[Stored entries]
________
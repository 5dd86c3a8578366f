//! Error types for alloy composition resolution.
//!
//! This module defines the error type used throughout the assay module.
//! Errors are categorized by source: rejected physical measurements,
//! impossible alloying targets, malformed portfolio holdings, and metal
//! catalog problems.

use thiserror::Error;

/// Errors that can occur while resolving alloy compositions.
///
/// Every variant is a recoverable caller mistake: fix the argument and call
/// again. Out-of-range densities are deliberately *not* here; an implausible
/// measurement is reported as an inconclusive
/// [`PurityResult`](crate::PurityResult), not an error.
#[derive(Debug, Error)]
pub enum Error {
    /// A buoyancy scale reading was zero or negative.
    #[error(
        "buoyancy readings must be positive (got {weight_in_air_g} g in air, {weight_in_water_g} g in water)"
    )]
    BuoyancyNotPositive {
        /// Scale reading with the item in air.
        weight_in_air_g: f64,
        /// Scale reading with the item submerged.
        weight_in_water_g: f64,
    },

    /// The submerged reading was at or above the dry reading.
    ///
    /// Archimedes' principle requires the submerged weight to be strictly
    /// lower; equality would imply infinite density and an inversion a
    /// negative one.
    #[error(
        "submerged weight ({weight_in_water_g} g) must be below the dry weight ({weight_in_air_g} g)"
    )]
    BuoyancyInverted {
        /// Scale reading with the item in air.
        weight_in_air_g: f64,
        /// Scale reading with the item submerged.
        weight_in_water_g: f64,
    },

    /// A mass argument that must be positive was not.
    #[error("mass must be positive (got {mass_g} g)")]
    NonPositiveMass {
        /// The offending mass in grams.
        mass_g: f64,
    },

    /// Alloy synthesis target outside the open interval (0, 24).
    ///
    /// 24 karats cannot be reached by *adding* impurity and 0 karats would
    /// contain no gold at all; both make the dilution formula divide by zero
    /// or produce nonsense, so they are rejected up front.
    #[error("target karat must be strictly between 0 and 24 (got {target_karat})")]
    TargetKaratOutOfRange {
        /// The rejected target.
        target_karat: f64,
    },

    /// Karat-raising endpoints violate `0 <= initial < target < 24`.
    #[error(
        "karat raising requires 0 <= initial < target < 24 (got initial {initial_karat}, target {target_karat})"
    )]
    KaratOrderInvalid {
        /// Karat rating of the existing alloy.
        initial_karat: f64,
        /// Desired karat rating.
        target_karat: f64,
    },

    /// A portfolio holding violates its invariants.
    #[error("invalid holding at position {index}: {detail}")]
    InvalidHolding {
        /// Zero-based position in the submitted holdings list.
        index: usize,
        /// Description of the problem.
        detail: String,
    },

    /// A price that must be positive was not.
    ///
    /// A zero price means "no quote configured" elsewhere in the system, so
    /// an operation that needs a real price refuses it here instead of
    /// valuing gold at nothing.
    #[error("price must be positive (got {price_per_gram} per gram)")]
    NonPositivePrice {
        /// The rejected price.
        price_per_gram: f64,
    },

    /// Failed to parse a metal catalog TOML document.
    #[error("failed to parse metal catalog: {0}")]
    CatalogParse(#[from] toml::de::Error),

    /// A catalog record violates the metal invariants.
    #[error("invalid catalog record '{name}': {detail}")]
    InvalidCatalogRecord {
        /// The record's name field (possibly empty).
        name: String,
        /// Description of the problem.
        detail: String,
    },

    /// A metal name was not found in the active catalog.
    #[error("unknown metal '{name}' (not in the active catalog)")]
    UnknownMetal {
        /// The name that failed to resolve.
        name: String,
    },
}

impl Error {
    /// Creates an [`InvalidHolding`](Error::InvalidHolding) error.
    ///
    /// # Arguments
    ///
    /// * `index` — Zero-based position of the holding
    /// * `details` — Description of the problem
    pub fn invalid_holding(index: usize, details: impl Into<String>) -> Self {
        Self::InvalidHolding {
            index,
            detail: details.into(),
        }
    }

    /// Creates an [`InvalidCatalogRecord`](Error::InvalidCatalogRecord) error.
    ///
    /// # Arguments
    ///
    /// * `name` — The record's name field
    /// * `details` — Description of the problem
    pub fn invalid_catalog_record(name: &str, details: impl Into<String>) -> Self {
        Self::InvalidCatalogRecord {
            name: name.to_string(),
            detail: details.into(),
        }
    }

    /// Creates an [`UnknownMetal`](Error::UnknownMetal) error.
    pub fn unknown_metal(name: &str) -> Self {
        Self::UnknownMetal {
            name: name.to_string(),
        }
    }
}
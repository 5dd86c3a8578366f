use std::io::{self, Write};
use std::sync::LazyLock;

const VERSION: &str = env!("CARGO_PKG_VERSION");

const BANNER_ART: &str = r#"
    ██████╗  ██████╗ ██╗     ██████╗
   ██╔════╝ ██╔═══██╗██║     ██╔══██╗
   ██║  ███╗██║   ██║██║     ██║  ██║
   ██║   ██║██║   ██║██║     ██║  ██║
   ╚██████╔╝╚██████╔╝███████╗██████╔╝
    ╚═════╝  ╚═════╝ ╚══════╝╚═════╝
                     █████╗ ███████╗███████╗ █████╗ ██╗   ██╗
                    ██╔══██╗██╔════╝██╔════╝██╔══██╗╚██╗ ██╔╝
                    ███████║███████╗███████╗███████║ ╚████╔╝
                    ██╔══██║╚════██║╚════██║██╔══██║  ╚██╔╝
                    ██║  ██║███████║███████║██║  ██║   ██║
                    ╚═╝  ╚═╝╚══════╝╚══════╝╚═╝  ╚═╝   ╚═╝

   ───────────────────────────────────────────────────────────
       hydrostatic assay · alloy recipes · karat arithmetic
   ───────────────────────────────────────────────────────────
   "#;

static BANNER_FOR_HELP: LazyLock<String> = LazyLock::new(|| format!("\n{BANNER_ART}"));

pub fn banner_for_help() -> &'static str {
    &BANNER_FOR_HELP
}

pub fn print_banner() {
    let mut stderr = io::stderr().lock();
    let _ = writeln!(stderr);
    let _ = writeln!(stderr, "{BANNER_ART}");
    let _ = writeln!(stderr);
    let _ = writeln!(
        stderr,
        "   Gold Alloy Assay & Composition Toolkit             v{VERSION}"
    );
    let _ = writeln!(stderr);
}
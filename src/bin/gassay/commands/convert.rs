use anyhow::Result;

use gold_assay::MassUnit;

use crate::cli::ConvertArgs;
use crate::display::{print_report, Context as DisplayContext};

pub fn run_convert(args: ConvertArgs, ctx: DisplayContext) -> Result<()> {
    let from = MassUnit::from(args.from);
    let grams = from.to_grams(args.value);

    let rows: Vec<(&str, String)> = match args.to {
        Some(to) => {
            let to = MassUnit::from(to);
            vec![(to.symbol(), format!("{:.4}", to.from_grams(grams)))]
        }
        None => MassUnit::ALL
            .iter()
            .map(|unit| (unit.symbol(), format!("{:.4}", unit.from_grams(grams))))
            .collect(),
    };

    let title = format!("{} {} =", args.value, from.symbol());
    print_report(ctx, &title, &rows);

    Ok(())
}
________
A word-for-word transcription of the data above is required.

repository 5dd86c3a8578366f
//! Error types for alloy composition resolution.
//!
//! This module defines the error type used throughout the assay module.
//! Errors are categorized by source: rejected physical measurements,
//! impossible alloying targets, malformed portfolio holdings, and metal
//! catalog problems.

use thiserror::Error;

/// Errors that can occur while resolving alloy compositions.
///
/// Every variant is a recoverable caller mistake: fix the argument and call
/// again. Out-of-range densities are deliberately *not* here; an implausible
/// measurement is reported as an inconclusive
/// [`PurityResult`](crate::PurityResult), not an error.
#[derive(Debug, Error)]
pub enum Error {
    /// A buoyancy scale reading was zero or negative.
    #[error(
        "buoyancy readings must be positive (got {weight_in_air_g} g in air, {weight_in_water_g} g in water)"
    )]
    BuoyancyNotPositive {
        /// Scale reading with the item in air.
        weight_in_air_g: f64,
        /// Scale reading with the item submerged.
        weight_in_water_g: f64,
    },

    /// The submerged reading was at or above the dry reading.
    ///
    /// Archimedes' principle requires the submerged weight to be strictly
    /// lower; equality would imply infinite density and an inversion a
    /// negative one.
    #[error(
        "submerged weight ({weight_in_water_g} g) must be below the dry weight ({weight_in_air_g} g)"
    )]
    BuoyancyInverted {
        /// Scale reading with the item in air.
        weight_in_air_g: f64,
        /// Scale reading with the item submerged.
        weight_in_water_g: f64,
    },

    /// A mass argument that must be positive was not.
    #[error("mass must be positive (got {mass_g} g)")]
    NonPositiveMass {
        /// The offending mass in grams.
        mass_g: f64,
    },

    /// Alloy synthesis target outside the open interval (0, 24).
    ///
    /// 24 karats cannot be reached by *adding* impurity and 0 karats would
    /// contain no gold at all; both make the dilution formula divide by zero
    /// or produce nonsense, so they are rejected up front.
    #[error("target karat must be strictly between 0 and 24 (got {target_karat})")]
    TargetKaratOutOfRange {
        /// The rejected target.
        target_karat: f64,
    },

    /// Karat-raising endpoints violate `0 <= initial < target < 24`.
    #[error(
        "karat raising requires 0 <= initial < target < 24 (got initial {initial_karat}, target {target_karat})"
    )]
    KaratOrderInvalid {
        /// Karat rating of the existing alloy.
        initial_karat: f64,
        /// Desired karat rating.
        target_karat: f64,
    },

    /// A portfolio holding violates its invariants.
    #[error("invalid holding at position {index}: {detail}")]
    InvalidHolding {
        /// Zero-based position in the submitted holdings list.
        index: usize,
        /// Description of the problem.
        detail: String,
    },

    /// A price that must be positive was not.
    ///
    /// A zero price means "no quote configured" elsewhere in the system, so
    /// an operation that needs a real price refuses it here instead of
    /// valuing gold at nothing.
    #[error("price must be positive (got {price_per_gram} per gram)")]
    NonPositivePrice {
        /// The rejected price.
        price_per_gram: f64,
    },

    /// Failed to parse a metal catalog TOML document.
    #[error("failed to parse metal catalog: {0}")]
    CatalogParse(#[from] toml::de::Error),

    /// A catalog record violates the metal invariants.
    #[error("invalid catalog record '{name}': {detail}")]
    InvalidCatalogRecord {
        /// The record's name field (possibly empty).
        name: String,
        /// Description of the problem.
        detail: String,
    },

    /// A metal name was not found in the active catalog.
    #[error("unknown metal '{name}' (not in the active catalog)")]
    UnknownMetal {
        /// The name that failed to resolve.
        name: String,
    },
}

impl Error {
    /// Creates an [`InvalidHolding`](Error::InvalidHolding) error.
    ///
    /// # Arguments
    ///
    /// * `index` — Zero-based position of the holding
    /// * `details` — Description of the problem
    pub fn invalid_holding(index: usize, details: impl Into<String>) -> Self {
        Self::InvalidHolding {
            index,
            detail: details.into(),
        }
    }

    /// Creates an [`InvalidCatalogRecord`](Error::InvalidCatalogRecord) error.
    ///
    /// # Arguments
    ///
    /// * `name` — The record's name field
    /// * `details` — Description of the problem
    pub fn invalid_catalog_record(name: &str, details: impl Into<String>) -> Self {
        Self::InvalidCatalogRecord {
            name: name.to_string(),
            detail: details.into(),
        }
    }

    /// Creates an [`UnknownMetal`](Error::UnknownMetal) error.
    pub fn unknown_metal(name: &str) -> Self {
        Self::UnknownMetal {
            name: name.to_string(),
        }
    }
}
repository 5dd86c3a8578366f
use std::io::{self, Write};
use std::sync::LazyLock;

const VERSION: &str = env!("CARGO_PKG_VERSION");

const BANNER_ART: &str = r#"
    ██████╗  ██████╗ ██╗     ██████╗
   ██╔════╝ ██╔═══██╗██║     ██╔══██╗
   ██║  ███╗██║   ██║██║     ██║  ██║
   ██║   ██║██║   ██║██║     ██║  ██║
   ╚██████╔╝╚██████╔╝███████╗██████╔╝
    ╚═════╝  ╚═════╝ ╚══════╝╚═════╝
                     █████╗ ███████╗███████╗ █████╗ ██╗   ██╗
                    ██╔══██╗██╔════╝██╔════╝██╔══██╗╚██╗ ██╔╝
                    ███████║███████╗███████╗███████║ ╚████╔╝
                    ██╔══██║╚════██║╚════██║██╔══██║  ╚██╔╝
                    ██║  ██║███████║███████║██║  ██║   ██║
                    ╚═╝  ╚═╝╚══════╝╚══════╝╚═╝  ╚═╝   ╚═╝

   ───────────────────────────────────────────────────────────
       hydrostatic assay · alloy recipes · karat arithmetic
   ───────────────────────────────────────────────────────────
   "#;

static BANNER_FOR_HELP: LazyLock<String> = LazyLock::new(|| format!("\n{BANNER_ART}"));

pub fn banner_for_help() -> &'static str {
    &BANNER_FOR_HELP
}

pub fn print_banner() {
    let mut stderr = io::stderr().lock();
    let _ = writeln!(stderr);
    let _ = writeln!(stderr, "{BANNER_ART}");
    let _ = writeln!(stderr);
    let _ = writeln!(
        stderr,
        "   Gold Alloy Assay & Composition Toolkit             v{VERSION}"
    );
    let _ = writeln!(stderr);
}
filename src/bin/gassay/commands/convert.rs
use anyhow::Result;

use gold_assay::MassUnit;

use crate::cli::ConvertArgs;
use crate::display::{print_report, Context as DisplayContext};

pub fn run_convert(args: ConvertArgs, ctx: DisplayContext) -> Result<()> {
    let from = MassUnit::from(args.from);
    let grams = from.to_grams(args.value);

    let rows: Vec<(&str, String)> = match args.to {
        Some(to) => {
            let to = MassUnit::from(to);
            vec![(to.symbol(), format!("{:.4}", to.from_grams(grams)))]
        }
        None => MassUnit::ALL
            .iter()
            .map(|unit| (unit.symbol(), format!("{:.4}", unit.from_grams(grams))))
            .collect(),
    };

    let title = format!("{} {} =", args.value, from.symbol());
    print_report(ctx, &title, &rows);

    Ok(())
}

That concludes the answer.